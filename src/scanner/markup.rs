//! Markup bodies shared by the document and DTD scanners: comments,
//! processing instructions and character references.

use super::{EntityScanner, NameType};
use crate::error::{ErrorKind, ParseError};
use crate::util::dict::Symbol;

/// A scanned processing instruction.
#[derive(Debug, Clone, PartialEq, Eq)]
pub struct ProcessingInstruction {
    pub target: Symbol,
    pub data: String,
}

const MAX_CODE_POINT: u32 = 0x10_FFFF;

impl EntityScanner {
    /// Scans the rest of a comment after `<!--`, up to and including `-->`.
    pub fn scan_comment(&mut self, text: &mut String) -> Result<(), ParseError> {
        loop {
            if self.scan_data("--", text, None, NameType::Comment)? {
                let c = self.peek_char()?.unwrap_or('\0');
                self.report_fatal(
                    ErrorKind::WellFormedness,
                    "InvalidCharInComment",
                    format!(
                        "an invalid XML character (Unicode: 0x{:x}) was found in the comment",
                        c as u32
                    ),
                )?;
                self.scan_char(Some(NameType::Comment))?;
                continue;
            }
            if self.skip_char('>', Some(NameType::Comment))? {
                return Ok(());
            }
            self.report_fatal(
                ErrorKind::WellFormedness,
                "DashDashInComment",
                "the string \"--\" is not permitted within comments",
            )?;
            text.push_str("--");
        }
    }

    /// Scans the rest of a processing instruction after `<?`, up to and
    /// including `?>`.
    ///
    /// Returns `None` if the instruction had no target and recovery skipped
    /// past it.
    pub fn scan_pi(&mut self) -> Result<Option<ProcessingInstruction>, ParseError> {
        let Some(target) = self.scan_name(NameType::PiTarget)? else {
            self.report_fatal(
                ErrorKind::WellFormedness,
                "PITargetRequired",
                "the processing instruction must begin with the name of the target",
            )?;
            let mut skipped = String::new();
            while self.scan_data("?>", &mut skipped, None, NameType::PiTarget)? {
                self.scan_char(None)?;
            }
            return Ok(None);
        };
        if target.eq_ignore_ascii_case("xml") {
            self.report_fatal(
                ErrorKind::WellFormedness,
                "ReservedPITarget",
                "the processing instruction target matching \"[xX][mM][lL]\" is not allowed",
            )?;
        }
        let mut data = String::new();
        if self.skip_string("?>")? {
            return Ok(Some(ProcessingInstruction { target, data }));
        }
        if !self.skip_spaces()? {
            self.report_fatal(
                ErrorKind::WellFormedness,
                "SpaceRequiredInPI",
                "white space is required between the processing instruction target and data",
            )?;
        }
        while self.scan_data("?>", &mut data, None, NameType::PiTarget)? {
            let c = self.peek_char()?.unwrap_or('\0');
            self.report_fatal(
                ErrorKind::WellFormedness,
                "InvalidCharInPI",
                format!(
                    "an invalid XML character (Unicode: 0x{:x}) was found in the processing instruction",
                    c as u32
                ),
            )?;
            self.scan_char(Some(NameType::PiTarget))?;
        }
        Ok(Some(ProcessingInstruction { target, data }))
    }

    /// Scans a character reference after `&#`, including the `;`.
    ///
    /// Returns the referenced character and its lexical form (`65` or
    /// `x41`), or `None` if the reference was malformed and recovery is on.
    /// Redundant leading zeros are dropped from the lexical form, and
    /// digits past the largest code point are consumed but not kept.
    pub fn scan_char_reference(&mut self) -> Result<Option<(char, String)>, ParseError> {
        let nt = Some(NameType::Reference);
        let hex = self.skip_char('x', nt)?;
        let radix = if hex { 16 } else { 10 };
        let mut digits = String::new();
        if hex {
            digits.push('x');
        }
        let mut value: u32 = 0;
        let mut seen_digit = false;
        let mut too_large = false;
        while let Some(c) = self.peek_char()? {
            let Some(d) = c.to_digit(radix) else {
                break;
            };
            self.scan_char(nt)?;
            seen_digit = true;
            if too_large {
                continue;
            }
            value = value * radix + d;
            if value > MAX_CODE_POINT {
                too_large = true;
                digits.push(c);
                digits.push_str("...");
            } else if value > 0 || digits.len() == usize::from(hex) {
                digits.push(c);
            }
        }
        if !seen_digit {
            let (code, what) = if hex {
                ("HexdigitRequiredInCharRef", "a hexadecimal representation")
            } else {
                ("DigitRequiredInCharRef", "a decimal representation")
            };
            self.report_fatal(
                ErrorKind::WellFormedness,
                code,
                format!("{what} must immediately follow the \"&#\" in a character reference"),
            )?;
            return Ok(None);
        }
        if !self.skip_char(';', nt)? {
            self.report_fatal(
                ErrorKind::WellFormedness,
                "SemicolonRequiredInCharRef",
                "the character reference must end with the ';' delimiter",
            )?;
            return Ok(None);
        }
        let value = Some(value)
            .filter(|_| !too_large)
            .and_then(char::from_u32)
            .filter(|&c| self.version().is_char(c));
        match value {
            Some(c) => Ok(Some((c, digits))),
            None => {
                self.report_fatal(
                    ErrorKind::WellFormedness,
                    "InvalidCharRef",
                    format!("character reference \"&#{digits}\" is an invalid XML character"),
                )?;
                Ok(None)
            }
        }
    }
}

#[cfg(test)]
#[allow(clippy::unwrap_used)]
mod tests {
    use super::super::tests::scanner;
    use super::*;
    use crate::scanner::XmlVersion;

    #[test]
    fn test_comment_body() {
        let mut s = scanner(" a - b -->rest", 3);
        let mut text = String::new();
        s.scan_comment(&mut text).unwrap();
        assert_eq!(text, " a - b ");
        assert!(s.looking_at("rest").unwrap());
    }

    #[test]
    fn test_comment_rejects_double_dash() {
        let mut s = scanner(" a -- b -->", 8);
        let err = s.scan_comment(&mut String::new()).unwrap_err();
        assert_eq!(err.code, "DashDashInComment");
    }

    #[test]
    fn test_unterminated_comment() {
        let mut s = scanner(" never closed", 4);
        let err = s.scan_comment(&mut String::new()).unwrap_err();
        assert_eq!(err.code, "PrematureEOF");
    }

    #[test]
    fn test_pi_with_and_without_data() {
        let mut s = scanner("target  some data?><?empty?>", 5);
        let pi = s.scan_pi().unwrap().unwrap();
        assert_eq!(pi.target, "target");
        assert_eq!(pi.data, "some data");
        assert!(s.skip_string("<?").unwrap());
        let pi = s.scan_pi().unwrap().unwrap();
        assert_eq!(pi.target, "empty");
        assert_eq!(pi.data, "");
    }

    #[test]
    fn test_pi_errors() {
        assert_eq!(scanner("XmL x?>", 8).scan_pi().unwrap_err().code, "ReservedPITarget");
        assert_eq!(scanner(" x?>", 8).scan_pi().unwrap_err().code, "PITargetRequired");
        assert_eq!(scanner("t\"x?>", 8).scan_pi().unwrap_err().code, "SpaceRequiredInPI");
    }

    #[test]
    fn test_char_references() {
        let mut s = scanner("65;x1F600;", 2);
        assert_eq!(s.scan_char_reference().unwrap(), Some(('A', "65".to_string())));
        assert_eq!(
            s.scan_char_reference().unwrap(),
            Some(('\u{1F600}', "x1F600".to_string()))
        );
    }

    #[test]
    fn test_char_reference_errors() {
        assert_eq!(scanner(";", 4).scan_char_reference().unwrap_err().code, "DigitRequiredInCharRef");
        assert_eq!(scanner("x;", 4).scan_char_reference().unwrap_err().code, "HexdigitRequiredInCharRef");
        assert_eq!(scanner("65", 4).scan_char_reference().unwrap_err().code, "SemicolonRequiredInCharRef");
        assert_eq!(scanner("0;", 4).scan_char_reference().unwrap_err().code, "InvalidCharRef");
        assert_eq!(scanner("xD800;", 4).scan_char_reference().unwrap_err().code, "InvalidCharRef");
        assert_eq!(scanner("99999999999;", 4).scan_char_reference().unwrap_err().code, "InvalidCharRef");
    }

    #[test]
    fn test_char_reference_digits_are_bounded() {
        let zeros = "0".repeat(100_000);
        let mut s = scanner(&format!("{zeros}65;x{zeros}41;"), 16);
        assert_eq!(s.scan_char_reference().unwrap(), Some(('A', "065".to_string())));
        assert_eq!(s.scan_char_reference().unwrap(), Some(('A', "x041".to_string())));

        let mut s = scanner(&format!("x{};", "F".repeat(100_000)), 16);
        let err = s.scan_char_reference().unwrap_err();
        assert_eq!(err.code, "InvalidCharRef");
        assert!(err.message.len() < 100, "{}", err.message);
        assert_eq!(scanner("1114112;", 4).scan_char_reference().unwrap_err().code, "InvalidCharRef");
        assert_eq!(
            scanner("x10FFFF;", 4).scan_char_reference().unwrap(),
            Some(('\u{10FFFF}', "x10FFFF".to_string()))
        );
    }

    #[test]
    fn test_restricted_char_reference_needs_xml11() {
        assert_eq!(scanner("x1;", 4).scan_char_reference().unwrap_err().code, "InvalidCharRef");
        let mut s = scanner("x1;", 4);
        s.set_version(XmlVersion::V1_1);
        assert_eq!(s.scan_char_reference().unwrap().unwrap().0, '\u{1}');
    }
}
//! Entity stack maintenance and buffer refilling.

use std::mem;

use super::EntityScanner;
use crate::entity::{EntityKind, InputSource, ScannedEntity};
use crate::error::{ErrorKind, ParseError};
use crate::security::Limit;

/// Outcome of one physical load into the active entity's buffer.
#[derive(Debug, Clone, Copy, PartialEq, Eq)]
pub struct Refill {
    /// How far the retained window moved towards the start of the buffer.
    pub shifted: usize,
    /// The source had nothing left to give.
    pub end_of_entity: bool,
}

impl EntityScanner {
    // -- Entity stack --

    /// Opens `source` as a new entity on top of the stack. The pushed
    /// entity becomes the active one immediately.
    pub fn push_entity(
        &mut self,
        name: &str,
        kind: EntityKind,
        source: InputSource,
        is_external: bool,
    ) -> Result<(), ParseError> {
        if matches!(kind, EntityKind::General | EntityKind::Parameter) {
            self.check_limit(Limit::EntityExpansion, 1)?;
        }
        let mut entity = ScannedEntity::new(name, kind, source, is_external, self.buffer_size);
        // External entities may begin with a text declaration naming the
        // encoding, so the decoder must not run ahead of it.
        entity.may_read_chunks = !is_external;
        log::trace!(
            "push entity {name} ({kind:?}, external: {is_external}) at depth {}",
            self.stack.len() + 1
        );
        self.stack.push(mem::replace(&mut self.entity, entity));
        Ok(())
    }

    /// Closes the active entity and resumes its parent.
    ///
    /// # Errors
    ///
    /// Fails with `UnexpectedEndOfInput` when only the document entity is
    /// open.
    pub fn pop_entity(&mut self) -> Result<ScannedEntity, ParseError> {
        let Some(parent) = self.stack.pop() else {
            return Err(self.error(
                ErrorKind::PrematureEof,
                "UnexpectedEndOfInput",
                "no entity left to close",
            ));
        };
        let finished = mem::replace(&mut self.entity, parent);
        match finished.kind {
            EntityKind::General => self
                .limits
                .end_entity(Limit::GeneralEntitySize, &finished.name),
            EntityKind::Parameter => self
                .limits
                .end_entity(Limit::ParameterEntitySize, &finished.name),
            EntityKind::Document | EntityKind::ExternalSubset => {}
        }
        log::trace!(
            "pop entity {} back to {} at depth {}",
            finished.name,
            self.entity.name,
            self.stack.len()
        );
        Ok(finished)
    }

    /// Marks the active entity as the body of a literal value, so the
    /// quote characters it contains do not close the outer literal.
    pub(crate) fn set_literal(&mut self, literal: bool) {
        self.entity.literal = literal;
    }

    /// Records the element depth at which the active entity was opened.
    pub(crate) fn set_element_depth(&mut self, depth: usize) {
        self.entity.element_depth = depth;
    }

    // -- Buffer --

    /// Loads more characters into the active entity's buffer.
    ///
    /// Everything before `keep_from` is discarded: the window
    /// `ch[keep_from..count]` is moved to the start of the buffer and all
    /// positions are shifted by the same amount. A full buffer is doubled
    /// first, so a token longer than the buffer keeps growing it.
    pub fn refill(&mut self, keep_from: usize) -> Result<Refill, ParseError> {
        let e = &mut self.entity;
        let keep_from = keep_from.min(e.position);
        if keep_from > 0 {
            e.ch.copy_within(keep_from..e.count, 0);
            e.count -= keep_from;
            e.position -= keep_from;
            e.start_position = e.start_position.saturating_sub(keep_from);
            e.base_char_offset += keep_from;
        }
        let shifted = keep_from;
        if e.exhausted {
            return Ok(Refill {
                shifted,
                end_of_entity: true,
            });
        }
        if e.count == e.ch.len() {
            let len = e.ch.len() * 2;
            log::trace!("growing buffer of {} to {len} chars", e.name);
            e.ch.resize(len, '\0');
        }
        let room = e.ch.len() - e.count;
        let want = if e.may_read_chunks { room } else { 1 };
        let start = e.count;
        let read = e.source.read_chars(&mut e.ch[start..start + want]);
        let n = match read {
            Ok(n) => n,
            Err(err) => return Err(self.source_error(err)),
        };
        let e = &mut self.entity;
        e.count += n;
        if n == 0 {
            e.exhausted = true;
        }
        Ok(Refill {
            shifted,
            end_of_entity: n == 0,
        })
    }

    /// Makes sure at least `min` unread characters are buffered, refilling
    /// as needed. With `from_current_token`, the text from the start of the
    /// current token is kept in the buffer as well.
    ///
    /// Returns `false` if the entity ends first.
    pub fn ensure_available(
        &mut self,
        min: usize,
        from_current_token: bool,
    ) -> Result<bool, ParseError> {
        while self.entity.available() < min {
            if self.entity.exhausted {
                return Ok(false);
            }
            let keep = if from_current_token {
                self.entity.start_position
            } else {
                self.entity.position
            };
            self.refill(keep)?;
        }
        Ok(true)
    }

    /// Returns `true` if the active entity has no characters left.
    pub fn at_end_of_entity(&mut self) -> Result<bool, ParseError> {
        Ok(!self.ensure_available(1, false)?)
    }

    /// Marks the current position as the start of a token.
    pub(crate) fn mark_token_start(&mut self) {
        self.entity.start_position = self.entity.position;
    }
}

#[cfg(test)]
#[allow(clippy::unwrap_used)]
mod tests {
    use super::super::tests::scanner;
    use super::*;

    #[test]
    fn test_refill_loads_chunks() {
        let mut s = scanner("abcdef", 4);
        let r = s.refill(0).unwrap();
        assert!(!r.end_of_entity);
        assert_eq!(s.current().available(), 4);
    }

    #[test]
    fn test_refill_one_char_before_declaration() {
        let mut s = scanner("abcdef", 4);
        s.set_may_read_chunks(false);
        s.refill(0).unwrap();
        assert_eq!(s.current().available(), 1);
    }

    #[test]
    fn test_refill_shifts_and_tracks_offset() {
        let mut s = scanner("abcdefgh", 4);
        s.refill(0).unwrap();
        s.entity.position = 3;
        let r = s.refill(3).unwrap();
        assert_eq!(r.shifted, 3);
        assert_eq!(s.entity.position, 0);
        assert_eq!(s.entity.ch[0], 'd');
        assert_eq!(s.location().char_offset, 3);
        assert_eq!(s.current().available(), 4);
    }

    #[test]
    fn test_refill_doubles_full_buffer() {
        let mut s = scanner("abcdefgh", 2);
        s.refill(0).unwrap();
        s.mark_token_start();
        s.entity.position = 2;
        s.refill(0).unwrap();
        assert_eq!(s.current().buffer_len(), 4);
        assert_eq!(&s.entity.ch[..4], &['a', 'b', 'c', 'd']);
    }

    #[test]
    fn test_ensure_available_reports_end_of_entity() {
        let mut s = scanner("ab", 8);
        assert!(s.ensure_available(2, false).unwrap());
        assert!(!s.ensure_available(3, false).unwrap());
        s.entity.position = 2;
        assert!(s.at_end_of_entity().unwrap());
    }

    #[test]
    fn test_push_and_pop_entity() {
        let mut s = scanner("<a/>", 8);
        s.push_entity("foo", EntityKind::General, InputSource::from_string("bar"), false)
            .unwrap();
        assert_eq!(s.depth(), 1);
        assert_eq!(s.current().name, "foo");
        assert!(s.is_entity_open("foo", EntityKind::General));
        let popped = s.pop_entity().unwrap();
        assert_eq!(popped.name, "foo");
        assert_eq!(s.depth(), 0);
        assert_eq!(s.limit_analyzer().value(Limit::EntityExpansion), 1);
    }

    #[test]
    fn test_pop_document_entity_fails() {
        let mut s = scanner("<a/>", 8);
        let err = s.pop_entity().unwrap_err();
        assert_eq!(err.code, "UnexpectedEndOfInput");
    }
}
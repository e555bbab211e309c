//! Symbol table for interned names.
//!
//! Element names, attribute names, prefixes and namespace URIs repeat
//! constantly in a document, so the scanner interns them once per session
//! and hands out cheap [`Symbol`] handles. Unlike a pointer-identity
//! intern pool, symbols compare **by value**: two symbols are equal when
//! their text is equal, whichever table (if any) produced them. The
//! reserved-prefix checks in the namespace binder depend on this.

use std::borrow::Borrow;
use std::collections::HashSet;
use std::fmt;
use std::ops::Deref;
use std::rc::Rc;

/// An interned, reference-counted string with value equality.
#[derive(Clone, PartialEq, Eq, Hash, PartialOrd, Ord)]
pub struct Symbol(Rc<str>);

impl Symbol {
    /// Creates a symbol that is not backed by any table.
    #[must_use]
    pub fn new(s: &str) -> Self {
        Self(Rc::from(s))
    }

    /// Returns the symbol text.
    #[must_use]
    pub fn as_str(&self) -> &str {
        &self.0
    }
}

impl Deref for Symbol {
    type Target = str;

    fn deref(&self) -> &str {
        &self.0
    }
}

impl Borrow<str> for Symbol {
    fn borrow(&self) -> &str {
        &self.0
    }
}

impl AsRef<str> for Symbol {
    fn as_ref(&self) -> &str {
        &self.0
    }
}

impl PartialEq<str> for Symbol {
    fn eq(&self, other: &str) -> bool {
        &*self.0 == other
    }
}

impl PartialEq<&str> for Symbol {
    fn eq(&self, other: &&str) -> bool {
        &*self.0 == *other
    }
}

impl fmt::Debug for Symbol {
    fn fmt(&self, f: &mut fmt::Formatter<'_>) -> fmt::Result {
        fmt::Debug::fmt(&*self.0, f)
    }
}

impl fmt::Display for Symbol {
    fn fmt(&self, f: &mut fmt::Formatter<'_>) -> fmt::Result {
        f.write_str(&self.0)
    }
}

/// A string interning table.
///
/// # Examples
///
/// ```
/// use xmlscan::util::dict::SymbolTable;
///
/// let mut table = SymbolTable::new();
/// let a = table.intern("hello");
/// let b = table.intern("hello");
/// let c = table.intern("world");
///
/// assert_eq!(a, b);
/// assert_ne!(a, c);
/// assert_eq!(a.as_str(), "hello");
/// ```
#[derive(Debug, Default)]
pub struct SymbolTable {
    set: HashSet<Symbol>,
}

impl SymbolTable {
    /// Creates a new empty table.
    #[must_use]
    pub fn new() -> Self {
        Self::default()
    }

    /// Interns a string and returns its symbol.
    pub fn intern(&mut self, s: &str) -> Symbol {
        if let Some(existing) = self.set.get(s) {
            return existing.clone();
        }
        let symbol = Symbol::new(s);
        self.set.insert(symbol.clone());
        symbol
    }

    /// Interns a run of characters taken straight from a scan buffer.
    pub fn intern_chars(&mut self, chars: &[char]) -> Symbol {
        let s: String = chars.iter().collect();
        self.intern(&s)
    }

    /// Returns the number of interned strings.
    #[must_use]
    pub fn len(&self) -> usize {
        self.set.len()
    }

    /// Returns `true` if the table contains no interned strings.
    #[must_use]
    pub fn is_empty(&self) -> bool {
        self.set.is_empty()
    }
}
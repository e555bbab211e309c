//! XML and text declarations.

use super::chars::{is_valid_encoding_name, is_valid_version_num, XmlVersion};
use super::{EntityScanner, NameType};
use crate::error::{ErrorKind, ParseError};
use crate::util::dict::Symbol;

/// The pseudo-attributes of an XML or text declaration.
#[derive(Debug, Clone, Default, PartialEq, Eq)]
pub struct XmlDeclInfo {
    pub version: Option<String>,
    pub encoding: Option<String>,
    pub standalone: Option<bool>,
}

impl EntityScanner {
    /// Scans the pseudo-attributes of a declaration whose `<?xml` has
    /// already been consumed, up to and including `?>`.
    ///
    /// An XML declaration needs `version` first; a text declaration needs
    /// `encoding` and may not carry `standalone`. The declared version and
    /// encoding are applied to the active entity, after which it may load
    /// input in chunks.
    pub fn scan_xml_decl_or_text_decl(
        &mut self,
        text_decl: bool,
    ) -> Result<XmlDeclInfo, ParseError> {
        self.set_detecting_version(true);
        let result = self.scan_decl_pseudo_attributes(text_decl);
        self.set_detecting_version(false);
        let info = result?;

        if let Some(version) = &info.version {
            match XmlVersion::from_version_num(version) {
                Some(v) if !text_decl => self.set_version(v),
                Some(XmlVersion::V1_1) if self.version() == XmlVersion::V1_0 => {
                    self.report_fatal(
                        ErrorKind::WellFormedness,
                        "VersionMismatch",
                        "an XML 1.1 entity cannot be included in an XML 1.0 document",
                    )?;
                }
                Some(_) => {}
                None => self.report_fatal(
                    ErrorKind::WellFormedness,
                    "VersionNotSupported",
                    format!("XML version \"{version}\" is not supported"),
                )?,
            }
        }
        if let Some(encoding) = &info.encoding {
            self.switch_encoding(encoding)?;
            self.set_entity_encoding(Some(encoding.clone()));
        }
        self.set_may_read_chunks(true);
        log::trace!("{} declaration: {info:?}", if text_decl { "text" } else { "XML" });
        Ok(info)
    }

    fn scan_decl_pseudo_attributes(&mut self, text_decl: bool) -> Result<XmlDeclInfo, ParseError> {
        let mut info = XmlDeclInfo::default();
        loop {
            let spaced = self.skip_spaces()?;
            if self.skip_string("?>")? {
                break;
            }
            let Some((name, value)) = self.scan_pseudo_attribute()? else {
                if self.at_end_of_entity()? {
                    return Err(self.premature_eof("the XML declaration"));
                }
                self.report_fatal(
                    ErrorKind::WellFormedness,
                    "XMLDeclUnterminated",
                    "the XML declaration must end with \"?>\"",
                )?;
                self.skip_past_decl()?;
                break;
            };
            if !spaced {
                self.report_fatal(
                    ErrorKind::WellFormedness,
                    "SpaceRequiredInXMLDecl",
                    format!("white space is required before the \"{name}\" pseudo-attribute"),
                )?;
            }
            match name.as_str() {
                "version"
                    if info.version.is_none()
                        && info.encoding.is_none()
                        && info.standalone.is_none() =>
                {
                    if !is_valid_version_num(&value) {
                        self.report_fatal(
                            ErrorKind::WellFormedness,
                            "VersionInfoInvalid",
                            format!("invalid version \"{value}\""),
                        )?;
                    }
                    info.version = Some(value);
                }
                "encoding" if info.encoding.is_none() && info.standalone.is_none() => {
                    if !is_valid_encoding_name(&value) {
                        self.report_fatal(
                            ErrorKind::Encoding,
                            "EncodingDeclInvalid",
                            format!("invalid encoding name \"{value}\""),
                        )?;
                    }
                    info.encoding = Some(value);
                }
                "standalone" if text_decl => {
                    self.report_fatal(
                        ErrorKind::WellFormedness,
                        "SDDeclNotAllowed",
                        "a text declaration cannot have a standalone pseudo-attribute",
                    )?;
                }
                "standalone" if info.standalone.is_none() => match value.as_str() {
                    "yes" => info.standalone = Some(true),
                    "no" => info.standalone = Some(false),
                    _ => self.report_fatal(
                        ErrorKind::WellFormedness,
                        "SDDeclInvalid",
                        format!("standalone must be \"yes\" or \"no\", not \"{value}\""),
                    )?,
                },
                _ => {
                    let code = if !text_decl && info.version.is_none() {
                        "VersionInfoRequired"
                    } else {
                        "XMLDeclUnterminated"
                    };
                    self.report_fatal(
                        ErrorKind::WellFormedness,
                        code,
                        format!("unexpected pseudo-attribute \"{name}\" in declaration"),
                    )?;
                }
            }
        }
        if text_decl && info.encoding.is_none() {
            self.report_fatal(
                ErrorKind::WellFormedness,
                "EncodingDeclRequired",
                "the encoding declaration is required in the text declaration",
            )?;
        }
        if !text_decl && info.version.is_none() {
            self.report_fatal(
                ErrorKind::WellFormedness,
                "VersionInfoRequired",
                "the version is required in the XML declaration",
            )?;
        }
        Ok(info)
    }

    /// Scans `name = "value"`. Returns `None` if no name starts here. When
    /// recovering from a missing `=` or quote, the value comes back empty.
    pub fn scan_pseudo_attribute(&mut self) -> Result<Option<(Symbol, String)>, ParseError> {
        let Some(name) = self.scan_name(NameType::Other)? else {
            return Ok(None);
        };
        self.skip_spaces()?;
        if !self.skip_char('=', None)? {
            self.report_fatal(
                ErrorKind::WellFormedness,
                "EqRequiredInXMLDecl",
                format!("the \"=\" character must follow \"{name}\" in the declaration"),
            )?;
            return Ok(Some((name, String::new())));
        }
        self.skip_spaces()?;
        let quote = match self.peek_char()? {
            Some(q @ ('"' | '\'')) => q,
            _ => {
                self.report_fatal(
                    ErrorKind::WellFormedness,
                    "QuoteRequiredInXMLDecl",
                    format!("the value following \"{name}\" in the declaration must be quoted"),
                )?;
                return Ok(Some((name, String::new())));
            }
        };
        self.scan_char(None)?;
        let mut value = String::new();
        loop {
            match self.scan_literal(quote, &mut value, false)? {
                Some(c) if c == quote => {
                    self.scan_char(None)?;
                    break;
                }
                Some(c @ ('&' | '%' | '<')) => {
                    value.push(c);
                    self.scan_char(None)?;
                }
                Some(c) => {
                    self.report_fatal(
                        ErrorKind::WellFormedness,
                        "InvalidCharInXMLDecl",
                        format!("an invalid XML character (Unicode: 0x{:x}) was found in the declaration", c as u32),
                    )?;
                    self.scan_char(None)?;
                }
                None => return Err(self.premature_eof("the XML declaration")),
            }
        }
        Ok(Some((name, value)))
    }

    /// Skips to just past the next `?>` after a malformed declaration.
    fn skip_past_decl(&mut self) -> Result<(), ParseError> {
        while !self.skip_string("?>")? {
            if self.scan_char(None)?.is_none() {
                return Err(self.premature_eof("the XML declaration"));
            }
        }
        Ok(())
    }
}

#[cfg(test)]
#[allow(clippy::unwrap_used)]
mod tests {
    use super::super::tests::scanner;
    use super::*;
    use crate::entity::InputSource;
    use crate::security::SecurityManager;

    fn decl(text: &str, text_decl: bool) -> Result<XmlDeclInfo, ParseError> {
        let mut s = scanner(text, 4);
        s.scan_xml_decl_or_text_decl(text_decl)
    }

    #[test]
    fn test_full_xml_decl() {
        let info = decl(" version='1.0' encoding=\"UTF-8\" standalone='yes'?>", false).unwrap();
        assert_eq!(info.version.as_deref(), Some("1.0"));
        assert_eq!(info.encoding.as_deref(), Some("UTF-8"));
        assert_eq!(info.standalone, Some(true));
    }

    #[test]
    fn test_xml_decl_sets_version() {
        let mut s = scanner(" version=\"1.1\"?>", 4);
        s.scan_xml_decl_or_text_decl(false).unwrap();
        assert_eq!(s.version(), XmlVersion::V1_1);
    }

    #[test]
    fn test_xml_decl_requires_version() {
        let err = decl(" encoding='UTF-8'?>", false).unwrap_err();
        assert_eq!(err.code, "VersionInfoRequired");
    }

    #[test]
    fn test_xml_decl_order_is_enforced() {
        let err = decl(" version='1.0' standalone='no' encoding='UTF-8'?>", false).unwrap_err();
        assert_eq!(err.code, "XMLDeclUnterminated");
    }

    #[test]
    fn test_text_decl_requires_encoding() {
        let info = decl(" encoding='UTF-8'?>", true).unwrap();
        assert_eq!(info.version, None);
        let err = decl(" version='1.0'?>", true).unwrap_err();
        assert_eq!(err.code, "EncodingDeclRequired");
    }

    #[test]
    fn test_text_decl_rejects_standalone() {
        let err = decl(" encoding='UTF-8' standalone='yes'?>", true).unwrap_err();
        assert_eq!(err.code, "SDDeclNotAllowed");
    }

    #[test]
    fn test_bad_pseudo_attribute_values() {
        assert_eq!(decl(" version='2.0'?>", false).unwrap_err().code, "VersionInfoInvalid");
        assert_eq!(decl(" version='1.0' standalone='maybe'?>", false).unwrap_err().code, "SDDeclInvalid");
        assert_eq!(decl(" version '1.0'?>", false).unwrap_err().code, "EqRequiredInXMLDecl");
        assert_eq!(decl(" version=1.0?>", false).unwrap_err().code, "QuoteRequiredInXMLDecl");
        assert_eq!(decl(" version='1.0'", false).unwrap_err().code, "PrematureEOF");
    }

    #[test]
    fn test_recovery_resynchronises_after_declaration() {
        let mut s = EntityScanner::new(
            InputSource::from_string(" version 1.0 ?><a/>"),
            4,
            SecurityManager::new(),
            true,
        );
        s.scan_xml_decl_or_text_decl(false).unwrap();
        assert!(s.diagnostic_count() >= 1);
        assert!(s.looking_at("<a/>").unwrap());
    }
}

+--

In the listing above, find every line with the word "what" and copy it out.

            let (code, what) = if hex {
                format!("{what} must immediately follow the \"&#\" in a character reference"),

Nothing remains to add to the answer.